Stop NorthPoint LLC members sought to prevent O’Dekirk and the City from “forcing the NorthPoint project through the Planning Commission and Zoning Board of Appeals during the height of a pandemic.”
The group alleged the public hearings would violate state law and endanger the health and safety of the named plaintiffs and public.
“Many of our plaintiffs are veteran heroes, including several who were wounded in combat,” said Stop NorthPoint attorney Bob Fioretti. “These heroes have risked their lives for the right to be heard, and they should not have to hire attorneys to protect those very rights from Mayor O’Dekirk and the City of Joliet who are trying to take away their ability to voice their opinions.”
City officials, however, had expressed little concern for the group’s move to attempt to stop the public hearings from moving forward.

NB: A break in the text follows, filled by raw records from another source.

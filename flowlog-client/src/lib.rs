//! Flowlog HTTP Client
//!
//! A simple, type-safe HTTP client for the Flowlog server API.
//!
//! # Example
//!
//! ```no_run
//! use flowlog_client::FlowlogClient;
//! use flowlog_core::domain::log::Direction;
//! use flowlog_core::dto::log::LogRecord;
//!
//! # async fn example() -> flowlog_client::Result<()> {
//! let client = FlowlogClient::new("http://localhost:3000");
//!
//! client
//!     .post_log(
//!         "checkout",
//!         "run-42",
//!         &LogRecord {
//!             user_id: "user-1".to_string(),
//!             timestamp: 1_700_000_000_000,
//!             direction: Direction::Out,
//!             storage: "orders-queue".to_string(),
//!         },
//!     )
//!     .await?;
//!
//! let page = client.list_run("checkout", "run-42", &Default::default()).await?;
//! println!("{} entries", page.payload.len());
//! # Ok(())
//! # }
//! ```

pub mod error;
mod graph;
mod logs;

// Re-export commonly used types
pub use error::{ClientError, Result};

use reqwest::{Client, Url};
use serde::de::DeserializeOwned;

/// HTTP client for the Flowlog server API
///
/// Endpoints are grouped as:
/// - Log writes (single entry, batch)
/// - Log reads (per run, per service, single page or all pages)
/// - Graph snapshot and liveness
#[derive(Debug, Clone)]
pub struct FlowlogClient {
    /// Base URL of the server (e.g., "http://localhost:3000")
    base_url: String,
    /// HTTP client instance
    client: Client,
}

impl FlowlogClient {
    /// Create a new client
    ///
    /// # Example
    /// ```
    /// use flowlog_client::FlowlogClient;
    ///
    /// let client = FlowlogClient::new("http://localhost:3000");
    /// ```
    pub fn new(base_url: impl Into<String>) -> Self {
        Self::with_client(base_url, Client::new())
    }

    /// Create a new client with a custom HTTP client
    ///
    /// This allows you to configure timeouts, proxies, TLS settings, etc.
    pub fn with_client(base_url: impl Into<String>, client: Client) -> Self {
        let base_url = base_url.into();
        Self {
            base_url: base_url.trim_end_matches('/').to_string(),
            client,
        }
    }

    /// Get the base URL of the server
    pub fn base_url(&self) -> &str {
        &self.base_url
    }

    /// Check that the server is up
    pub async fn health(&self) -> Result<()> {
        let url = self.endpoint(&[])?;
        let response = self.client.get(url).send().await?;

        self.handle_empty_response(response).await
    }

    /// Build an endpoint URL from path segments
    ///
    /// Segments are percent-encoded, so identifiers containing `/` or spaces
    /// stay a single path segment.
    fn endpoint(&self, segments: &[&str]) -> Result<Url> {
        let mut url = Url::parse(&self.base_url)
            .map_err(|e| ClientError::InvalidRequest(format!("Invalid base URL: {}", e)))?;

        {
            let mut path = url.path_segments_mut().map_err(|_| {
                ClientError::InvalidRequest(format!("Invalid base URL: {}", self.base_url))
            })?;
            path.pop_if_empty().extend(segments);
        }

        Ok(url)
    }

    // =============================================================================
    // Response Handlers
    // =============================================================================

    /// Handle an API response and deserialize JSON
    async fn handle_response<T: DeserializeOwned>(&self, response: reqwest::Response) -> Result<T> {
        let status = response.status();

        if !status.is_success() {
            let error_text = response
                .text()
                .await
                .unwrap_or_else(|_| "Unknown error".to_string());
            return Err(ClientError::api_error(status.as_u16(), error_text));
        }

        response
            .json()
            .await
            .map_err(|e| ClientError::ParseError(format!("Failed to parse JSON response: {}", e)))
    }

    /// Handle an API response that carries no body we need
    async fn handle_empty_response(&self, response: reqwest::Response) -> Result<()> {
        let status = response.status();

        if !status.is_success() {
            let error_text = response
                .text()
                .await
                .unwrap_or_else(|_| "Unknown error".to_string());
            return Err(ClientError::api_error(status.as_u16(), error_text));
        }

        Ok(())
    }
}
//! Flowlog Server
//!
//! HTTP service that ingests per-service, per-run log traffic, serves it back
//! page by page and maintains the service graph inferred from it.
//!
//! Layers:
//! - `api`: axum handlers and error mapping
//! - `service`: ingestion pipeline and graph builder
//! - `repository`: in-process log store and pagination cursors
//! - `config`: environment-driven settings

pub mod api;
pub mod config;
pub mod repository;
pub mod service;

pub use api::create_router;
pub use config::Config;
pub use service::IngestionService;
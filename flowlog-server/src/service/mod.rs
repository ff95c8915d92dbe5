//! Service Module
//!
//! Business logic layer for the server.
//! The ingestion service orchestrates validation, the log repository and the
//! graph builder.

pub mod graph;
pub mod ingestion;

// Re-export for convenience
pub use graph::GraphBuilder;
pub use ingestion as ingestion_service;
pub use ingestion::{Created, IngestError, IngestionService};
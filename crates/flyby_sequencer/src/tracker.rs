// SPDX-License-Identifier: MIT OR Apache-2.0
//! Look-at orientation for the fly-through camera.

use crate::target::CameraTransform;
use glam::{EulerRot, Mat3, Quat, Vec3};
use serde::{Deserialize, Serialize};

/// Orients an object along the line from a target to the object, followed by
/// a fixed Euler offset.
///
/// The base rotation points +Z from the target towards the eye, so a yaw
/// offset of 180 degrees makes a camera face the target.
#[derive(Debug, Clone, Copy, PartialEq, Default, Serialize, Deserialize)]
pub struct LookAtTracker {
    /// Extra rotation in degrees, applied Z first, then X, then Y
    pub offset_degrees: Vec3,
}

impl LookAtTracker {
    /// Create a tracker with the given Euler offset in degrees
    pub fn new(offset_degrees: Vec3) -> Self {
        Self { offset_degrees }
    }

    /// Tracker whose result faces the target
    pub fn facing_target() -> Self {
        Self::new(Vec3::new(0.0, 180.0, 0.0))
    }

    /// Offset as a quaternion
    pub fn offset(&self) -> Quat {
        let o = self.offset_degrees;
        Quat::from_euler(
            EulerRot::YXZ,
            o.y.to_radians(),
            o.x.to_radians(),
            o.z.to_radians(),
        )
    }

    /// Rotation for an object at `eye` tracking `target`.
    ///
    /// Returns `None` when the two points coincide.
    pub fn rotation(&self, eye: Vec3, target: Vec3) -> Option<Quat> {
        look_rotation(eye - target, Vec3::Y).map(|look| (look * self.offset()).normalize())
    }

    /// Write the tracking rotation into `transform`; left unchanged when the
    /// camera sits on the target
    pub fn apply(&self, transform: &mut CameraTransform, target: Vec3) -> bool {
        match self.rotation(transform.position, target) {
            Some(rotation) => {
                transform.rotation = rotation;
                true
            }
            None => false,
        }
    }
}

/// Rotation mapping +Z onto `forward` with +Y as close to `up` as possible
fn look_rotation(forward: Vec3, up: Vec3) -> Option<Quat> {
    let z = forward.try_normalize()?;
    // Looking straight along `up` leaves the roll undefined; pick another axis
    let x = up
        .cross(z)
        .try_normalize()
        .or_else(|| Vec3::Z.cross(z).try_normalize())?;
    let y = z.cross(x);
    Some(Quat::from_mat3(&Mat3::from_cols(x, y, z)).normalize())
}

O’Dekirk said a judge denied a similar request back in April regarding another NorthPoint hearing had predicted the same outcome for the Dec. 3 hearing. “Obviously, as I have said from the beginning of the pandemic, city government cannot simply shut down. We have a duty to the people of Joliet to proceed on all matters, including the Northpoint issue.”
NorthPoint Development’s plans for East Gate - Logistics Park Chicago call for Joliet to annex 1,260 acres a half-mile south of Breen Road and east of Chicago Road to develop a business park. NorthPoint continues to acquire the land needed for the development and at this point has purchased more than 50 percent of that property.
In late April, the Joliet City Council took the first step toward bringing the controversial business park proposal to fruition, despite community groups vehemently opposing it. Hundreds of people spoke out against the development at call-in public hearings at the height of the Coronavirus pandemic.
Following a public hearing that lasted four days and included comments or e-mails from nearly 300 residents - many opposed to the development - the City Council voted 6-3 in favor of the pre-annexation agreement.
The developer and the city had to go back to square one after it was discovered that some of the impacted landowners and taxing bodies were not properly notified of the initial public hearing. This resulted in the Joliet city officials and NorthPoint developers having to essentially go back to square one with everything.